*** Opening of Data for processing ***

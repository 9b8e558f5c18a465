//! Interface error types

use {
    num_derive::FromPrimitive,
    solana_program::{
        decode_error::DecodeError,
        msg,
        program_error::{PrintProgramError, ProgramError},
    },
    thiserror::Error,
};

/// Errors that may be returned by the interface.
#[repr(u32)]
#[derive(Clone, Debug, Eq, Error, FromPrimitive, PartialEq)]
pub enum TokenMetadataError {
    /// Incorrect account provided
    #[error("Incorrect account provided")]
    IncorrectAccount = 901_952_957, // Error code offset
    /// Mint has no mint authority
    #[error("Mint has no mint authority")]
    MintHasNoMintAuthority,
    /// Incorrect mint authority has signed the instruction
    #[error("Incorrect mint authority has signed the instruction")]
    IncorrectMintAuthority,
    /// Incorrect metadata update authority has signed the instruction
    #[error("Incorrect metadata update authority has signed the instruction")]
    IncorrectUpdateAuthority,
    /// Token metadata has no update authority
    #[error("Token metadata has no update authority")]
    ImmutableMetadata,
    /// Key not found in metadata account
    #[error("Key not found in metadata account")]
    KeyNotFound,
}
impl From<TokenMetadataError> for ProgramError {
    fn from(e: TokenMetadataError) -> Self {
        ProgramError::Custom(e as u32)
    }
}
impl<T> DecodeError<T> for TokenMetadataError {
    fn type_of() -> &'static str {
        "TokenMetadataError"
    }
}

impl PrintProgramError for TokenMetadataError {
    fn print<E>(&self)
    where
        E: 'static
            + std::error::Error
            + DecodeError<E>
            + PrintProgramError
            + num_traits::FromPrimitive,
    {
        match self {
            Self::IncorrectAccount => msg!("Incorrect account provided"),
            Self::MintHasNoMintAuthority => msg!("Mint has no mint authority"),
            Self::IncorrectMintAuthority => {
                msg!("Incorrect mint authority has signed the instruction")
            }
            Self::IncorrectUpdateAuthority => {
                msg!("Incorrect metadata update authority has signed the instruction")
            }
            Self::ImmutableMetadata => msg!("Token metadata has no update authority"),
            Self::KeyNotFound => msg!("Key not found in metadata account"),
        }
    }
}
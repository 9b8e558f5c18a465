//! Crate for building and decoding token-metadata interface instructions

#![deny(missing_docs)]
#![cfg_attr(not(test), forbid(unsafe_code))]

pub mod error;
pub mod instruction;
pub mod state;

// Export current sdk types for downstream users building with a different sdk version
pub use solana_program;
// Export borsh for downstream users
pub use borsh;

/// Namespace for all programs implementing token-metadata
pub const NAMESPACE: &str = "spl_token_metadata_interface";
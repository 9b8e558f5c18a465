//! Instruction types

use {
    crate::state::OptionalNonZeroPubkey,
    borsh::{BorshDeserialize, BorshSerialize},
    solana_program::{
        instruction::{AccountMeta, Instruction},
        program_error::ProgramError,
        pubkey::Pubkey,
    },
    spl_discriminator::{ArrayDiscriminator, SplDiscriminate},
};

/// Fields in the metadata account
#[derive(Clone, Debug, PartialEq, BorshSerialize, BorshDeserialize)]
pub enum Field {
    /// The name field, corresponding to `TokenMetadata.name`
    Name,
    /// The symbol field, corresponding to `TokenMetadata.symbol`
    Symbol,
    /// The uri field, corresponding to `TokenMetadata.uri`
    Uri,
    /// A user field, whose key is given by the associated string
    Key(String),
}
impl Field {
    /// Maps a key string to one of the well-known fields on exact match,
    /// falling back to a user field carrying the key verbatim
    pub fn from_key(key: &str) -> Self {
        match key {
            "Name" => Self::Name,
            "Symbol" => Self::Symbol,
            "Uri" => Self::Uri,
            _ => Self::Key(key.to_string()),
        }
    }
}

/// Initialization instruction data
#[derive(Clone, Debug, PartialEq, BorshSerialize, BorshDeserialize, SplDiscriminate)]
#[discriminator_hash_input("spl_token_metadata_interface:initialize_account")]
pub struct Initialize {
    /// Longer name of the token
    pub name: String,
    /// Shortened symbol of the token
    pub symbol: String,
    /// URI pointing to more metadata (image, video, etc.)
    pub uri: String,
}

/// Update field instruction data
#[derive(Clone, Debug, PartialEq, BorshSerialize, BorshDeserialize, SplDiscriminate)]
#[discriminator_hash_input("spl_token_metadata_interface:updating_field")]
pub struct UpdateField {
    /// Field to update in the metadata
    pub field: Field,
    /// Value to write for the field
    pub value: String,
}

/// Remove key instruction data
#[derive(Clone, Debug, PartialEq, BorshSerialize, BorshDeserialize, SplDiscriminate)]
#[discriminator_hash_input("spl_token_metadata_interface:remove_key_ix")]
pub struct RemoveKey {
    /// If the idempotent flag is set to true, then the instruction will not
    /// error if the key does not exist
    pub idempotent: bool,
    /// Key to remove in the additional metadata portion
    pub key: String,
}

*** Close of Data for processing ***

• [Task requirements]: Write the listing out once more, keeping each word as it is.

• [Result for this exercise]:
repository 9b8e558f5c18a465
//! Interface error types

use {
    num_derive::FromPrimitive,
    solana_program::{
        decode_error::DecodeError,
        msg,
        program_error::{PrintProgramError, ProgramError},
    },
    thiserror::Error,
};

/// Errors that may be returned by the interface.
#[repr(u32)]
#[derive(Clone, Debug, Eq, Error, FromPrimitive, PartialEq)]
pub enum TokenMetadataError {
    /// Incorrect account provided
    #[error("Incorrect account provided")]
    IncorrectAccount = 901_952_957, // Error code offset
    /// Mint has no mint authority
    #[error("Mint has no mint authority")]
    MintHasNoMintAuthority,
    /// Incorrect mint authority has signed the instruction
    #[error("Incorrect mint authority has signed the instruction")]
    IncorrectMintAuthority,
    /// Incorrect metadata update authority has signed the instruction
    #[error("Incorrect metadata update authority has signed the instruction")]
    IncorrectUpdateAuthority,
    /// Token metadata has no update authority
    #[error("Token metadata has no update authority")]
    ImmutableMetadata,
    /// Key not found in metadata account
    #[error("Key not found in metadata account")]
    KeyNotFound,
}
impl From<TokenMetadataError> for ProgramError {
    fn from(e: TokenMetadataError) -> Self {
        ProgramError::Custom(e as u32)
    }
}
impl<T> DecodeError<T> for TokenMetadataError {
    fn type_of() -> &'static str {
        "TokenMetadataError"
    }
}

impl PrintProgramError for TokenMetadataError {
    fn print<E>(&self)
    where
        E: 'static
            + std::error::Error
            + DecodeError<E>
            + PrintProgramError
            + num_traits::FromPrimitive,
    {
        match self {
            Self::IncorrectAccount => msg!("Incorrect account provided"),
            Self::MintHasNoMintAuthority => msg!("Mint has no mint authority"),
            Self::IncorrectMintAuthority => {
                msg!("Incorrect mint authority has signed the instruction")
            }
            Self::IncorrectUpdateAuthority => {
                msg!("Incorrect metadata update authority has signed the instruction")
            }
            Self::ImmutableMetadata => msg!("Token metadata has no update authority"),
            Self::KeyNotFound => msg!("Key not found in metadata account"),
        }
    }
}
repository 9b8e558f5c18a465
//! Crate for building and decoding token-metadata interface instructions

#![deny(missing_docs)]
#![cfg_attr(not(test), forbid(unsafe_code))]

pub mod error;
pub mod instruction;
pub mod state;

// Export current sdk types for downstream users building with a different sdk version
pub use solana_program;
// Export borsh for downstream users
pub use borsh;

/// Namespace for all programs implementing token-metadata
pub const NAMESPACE: &str = "spl_token_metadata_interface";
repository 9b8e558f5c18a465
//! Instruction types

use {
    crate::state::OptionalNonZeroPubkey,
    borsh::{BorshDeserialize, BorshSerialize},
    solana_program::{
        instruction::{AccountMeta, Instruction},
        program_error::ProgramError,
        pubkey::Pubkey,
    },
    spl_discriminator::{ArrayDiscriminator, SplDiscriminate},
};

/// Fields in the metadata account
#[derive(Clone, Debug, PartialEq, BorshSerialize, BorshDeserialize)]
pub enum Field {
    /// The name field, corresponding to `TokenMetadata.name`
    Name,
    /// The symbol field, corresponding to `TokenMetadata.symbol`
    Symbol,
    /// The uri field, corresponding to `TokenMetadata.uri`
    Uri,
    /// A user field, whose key is given by the associated string
    Key(String),
}
impl Field {
    /// Maps a key string to one of the well-known fields on exact match,
    /// falling back to a user field carrying the key verbatim
    pub fn from_key(key: &str) -> Self {
        match key {
            "Name" => Self::Name,
            "Symbol" => Self::Symbol,
            "Uri" => Self::Uri,
            _ => Self::Key(key.to_string()),
        }
    }
}

/// Initialization instruction data
#[derive(Clone, Debug, PartialEq, BorshSerialize, BorshDeserialize, SplDiscriminate)]
#[discriminator_hash_input("spl_token_metadata_interface:initialize_account")]
pub struct Initialize {
    /// Longer name of the token
    pub name: String,
    /// Shortened symbol of the token
    pub symbol: String,
    /// URI pointing to more metadata (image, video, etc.)
    pub uri: String,
}

/// Update field instruction data
#[derive(Clone, Debug, PartialEq, BorshSerialize, BorshDeserialize, SplDiscriminate)]
#[discriminator_hash_input("spl_token_metadata_interface:updating_field")]
pub struct UpdateField {
    /// Field to update in the metadata
    pub field: Field,
    /// Value to write for the field
    pub value: String,
}

/// Remove key instruction data
#[derive(Clone, Debug, PartialEq, BorshSerialize, BorshDeserialize, SplDiscriminate)]
#[discriminator_hash_input("spl_token_metadata_interface:remove_key_ix")]
pub struct RemoveKey {
    /// If the idempotent flag is set to true, then the instruction will not
    /// error if the key does not exist
    pub idempotent: bool,
    /// Key to remove in the additional metadata portion
    pub key: String,
}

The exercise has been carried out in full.